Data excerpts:
impl SceneStore {
    pub fn new() -> Self {
        Self::default()
    }

    // ─── Queries ────────────────────────────────────────────────

    pub fn registry(&self) -> &ObjectRegistry {
        &self.registry
    }

    pub fn display_set(&self) -> &DisplaySet {
        &self.display
    }

    pub fn get(&self, name: &str) -> Option<&SceneObject> {
        self.registry.get(name)
    }

    pub fn is_live(&self, name: &str) -> bool {
        self.registry.is_live(name)
    }

    pub fn is_displayed(&self, name: &str) -> bool {
        self.display.contains(name)
    }

    pub fn camera(&self) -> &Camera {
        &self.camera
    }

    pub fn window(&self) -> &WindowState {
        &self.window
    }

    pub fn view(&self) -> &ViewState {
        &self.view
    }

    pub fn io(&self) -> &IoState {
        &self.io
    }

    pub fn var(&self, key: &str) -> Option<&str> {
        self.vars.get(key).map(String::as_str)
    }

    pub fn vars(&self) -> &BTreeMap<String, String> {
        &self.vars
    }

    pub fn is_grabbed(&self, name: &str) -> bool {
        self.grabbed.contains(name)
    }

    /// Number of events waiting to be drained.
    pub fn pending_events(&self) -> usize {
        self.events.len()
    }

    /// Drain all queued events in the order they were fired.
    pub fn take_events(&mut self) -> Vec<SceneEvent> {
        self.events.drain()
    }

    // ─── Object lifecycle ───────────────────────────────────────

    /// Put an object's full state into the registry without constructing
    /// it. If the name is already registered, that entry's state is
    /// refreshed and its identity kept.
    ///
    /// Refreshing a live object fires one event per attribute that changed.
    /// The payload is left to the caller, which installs it through a codec.
    pub fn stage(&mut self, object: SceneObject) {
        let before = self.registry.get(object.name()).filter(|o| o.exists).cloned();
        let name = object.name().to_string();
        self.registry.stage(object);
        if let (Some(before), Some(after)) = (before, self.registry.get(&name)) {
            let changes = attribute_changes(&before, after);
            for event in changes {
                self.events.push(event);
            }
        }
    }

    /// Construct a staged object and display it.
    ///
    /// Constructing an object that is already live reuses it; only the
    /// display request is repeated.
    pub fn construct(&mut self, name: &str) -> Result<(), StoreError> {
        let object = self
            .registry
            .get_mut(name)
            .ok_or_else(|| StoreError::UnknownObject(name.to_string()))?;
        if !object.exists {
            object.exists = true;
            self.events.push(SceneEvent::Created(name.to_string()));
        }
        self.display(name)
    }

    /// Stage and construct a new object in one step.
    pub fn add_object(&mut self, object: SceneObject) -> Result<(), StoreError> {
        if self.registry.is_live(object.name()) {
            return Err(StoreError::DuplicateName(object.name().to_string()));
        }
        let name = object.name().to_string();
        self.stage(object);
        self.construct(&name)
    }

    pub fn destroy(&mut self, name: &str) -> Result<(), StoreError> {
        if !self.registry.is_live(name) {
            return Err(StoreError::UnknownObject(name.to_string()));
        }
        let networked = self
            .registry
            .remove(name)
            .is_some_and(|o| o.networked);
        self.display.forget(name);
        self.grabbed.remove(name);
        self.events.push(SceneEvent::Destroyed {
            name: name.to_string(),
            networked,
        });
        Ok(())
    }

    // ─── Display ────────────────────────────────────────────────

    pub fn display(&mut self, name: &str) -> Result<(), StoreError> {
        self.set_displayed(name, true)
    }

    pub fn undisplay(&mut self, name: &str) -> Result<(), StoreError> {
        self.set_displayed(name, false)
    }

    fn set_displayed(&mut self, name: &str, on: bool) -> Result<(), StoreError> {
        self.live(name)?;
        if self.display.is_buffering() {
            self.display.queue(name, on);
        } else if self.display.set(name, on) {
            self.events.push(display_event(name, on));
        }
        Ok(())
    }

    /// Start queueing display changes (see [`DisplaySet`]).
    pub fn buffer_display(&mut self) {
        self.display.buffer();
    }

    /// Apply queued display changes and fire their events.
    pub fn flush_display(&mut self) {
        for (name, on) in self.display.flush() {
            self.events.push(display_event(&name, on));
        }
    }

    // ─── Object attributes ──────────────────────────────────────

    pub fn set_color(&mut self, name: &str, color: Color) -> Result<(), StoreError> {
        self.geometry_mut(name)?.color = color;
        self.events.push(SceneEvent::Recolored(name.to_string()));
        Ok(())
    }

    pub fn set_xform(&mut self, name: &str, xform: Transform) -> Result<(), StoreError> {
        self.geometry_mut(name)?.xform = xform;
        self.events.push(SceneEvent::Transformed(name.to_string()));
        Ok(())
    }

    pub fn set_transparency(&mut self, name: &str, value: Option<f64>) -> Result<(), StoreError> {
        self.geometry_mut(name)?.transparency = value;
        self.events
            .push(SceneEvent::TransparencyChanged(name.to_string()));
        Ok(())
    }

    pub fn set_texture(&mut self, name: &str, texture: Option<String>) -> Result<(), StoreError> {
        self.geometry_mut(name)?.texture = texture;
        self.events.push(SceneEvent::TextureChanged(name.to_string()));
        Ok(())
    }

    /// Replace an object's payload. Staged objects are accepted so codecs
    /// can install payloads before construction.
    pub fn set_payload(&mut self, name: &str, payload: Vec<u8>) -> Result<(), StoreError> {
        let object = self
            .registry
            .get_mut(name)
            .ok_or_else(|| StoreError::UnknownObject(name.to_string()))?;
        object.payload = payload;
        self.events.push(SceneEvent::GeometryChanged(name.to_string()));
        Ok(())
    }

    /// Apply every attribute present in `patch` to a live object.
    pub fn apply_patch(&mut self, name: &str, patch: ObjectPatch) -> Result<(), StoreError> {
        if patch.touches_geometry() {
            self.geometry_mut(name)?;
        } else {
            self.live(name)?;
        }
        if let Some(color) = patch.color {
            self.set_color(name, color)?;
        }
        if let Some(xform) = patch.xform {
            self.set_xform(name, xform)?;
        }
        if let Some(transparency) = patch.transparency {
            self.set_transparency(name, transparency)?;
        }
        if let Some(texture) = patch.texture {
            self.set_texture(name, texture)?;
        }
        if let Some(payload) = patch.payload {
            self.set_payload(name, payload)?;
        }
        Ok(())
    }

    pub fn grab(&mut self, name: &str, grabbed: bool) -> Result<(), StoreError> {
        self.live(name)?;
        if grabbed {
            self.grabbed.insert(name.to_string());
        } else {
            self.grabbed.remove(name);
        }
        self.events.push(SceneEvent::Grabbed {
            name: name.to_string(),
            grabbed,
        });
        Ok(())
    }

    pub fn set_object_var(
        &mut self,
        name: &str,
        key: impl Into<String>,
        value: impl Into<String>,
    ) -> Result<(), StoreError> {
        let key = key.into();
        self.live_mut(name)?.vars.insert(key.clone(), value.into());
        self.events.push(SceneEvent::ObjectVarChanged {
            name: name.to_string(),
            key,
        });
        Ok(())
    }

    // ─── Global state ───────────────────────────────────────────

    pub fn set_var(&mut self, key: impl Into<String>, value: impl Into<String>) {
        let key = key.into();
        self.vars.insert(key.clone(), value.into());
        self.events.push(SceneEvent::VarChanged(key));
    }

    pub fn set_camera(&mut self, camera: Camera) {
        self.camera = camera;
        self.events.push(SceneEvent::CameraMoved);
    }

    pub fn set_window(&mut self, window: WindowState) {
        self.window = window;
    }

    pub fn set_view(&mut self, view: ViewState) {
        self.view = view;
    }

    pub fn set_io(&mut self, io: IoState) {
        self.io = io;
    }

    pub fn set_render_mode(&mut self, mode: impl Into<String>) {
        self.view.render_mode = mode.into();
        self.events.push(SceneEvent::RenderModeChanged);
    }

    pub fn set_clip(&mut self, clip: ClipPlane) {
        self.view.clip = clip;
        self.events.push(SceneEvent::ClipChanged);
    }

    // ─── Helpers ────────────────────────────────────────────────

    fn live(&self, name: &str) -> Result<&SceneObject, StoreError> {
        self.registry
            .get(name)
            .filter(|o| o.exists)
            .ok_or_else(|| StoreError::UnknownObject(name.to_string()))
    }

    fn live_mut(&mut self, name: &str) -> Result<&mut SceneObject, StoreError> {
        self.registry
            .get_mut(name)
            .filter(|o| o.exists)
            .ok_or_else(|| StoreError::UnknownObject(name.to_string()))
    }

    fn geometry_mut(&mut self, name: &str) -> Result<&mut SceneObject, StoreError> {
        let object = self.live_mut(name)?;
        if object.kind != ObjectKind::Geometry {
            return Err(StoreError::TypeMismatch {
                name: name.to_string(),
                expected: ObjectKind::Geometry.as_str(),
                actual: object.kind.as_str(),
            });
        }
        Ok(object)
    }
}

## [Your objective]
Using the records above, restate word for word the lines from the one with "its identity kept." through the one with "if let (Some(before), Some(after))", both included.

## [Answer space]
    /// refreshed and its identity kept.
    ///
    /// Refreshing a live object fires one event per attribute that changed.
    /// The payload is left to the caller, which installs it through a codec.
    pub fn stage(&mut self, object: SceneObject) {
        let before = self.registry.get(object.name()).filter(|o| o.exists).cloned();
        let name = object.name().to_string();
        self.registry.stage(object);
        if let (Some(before), Some(after)) = (before, self.registry.get(&name)) {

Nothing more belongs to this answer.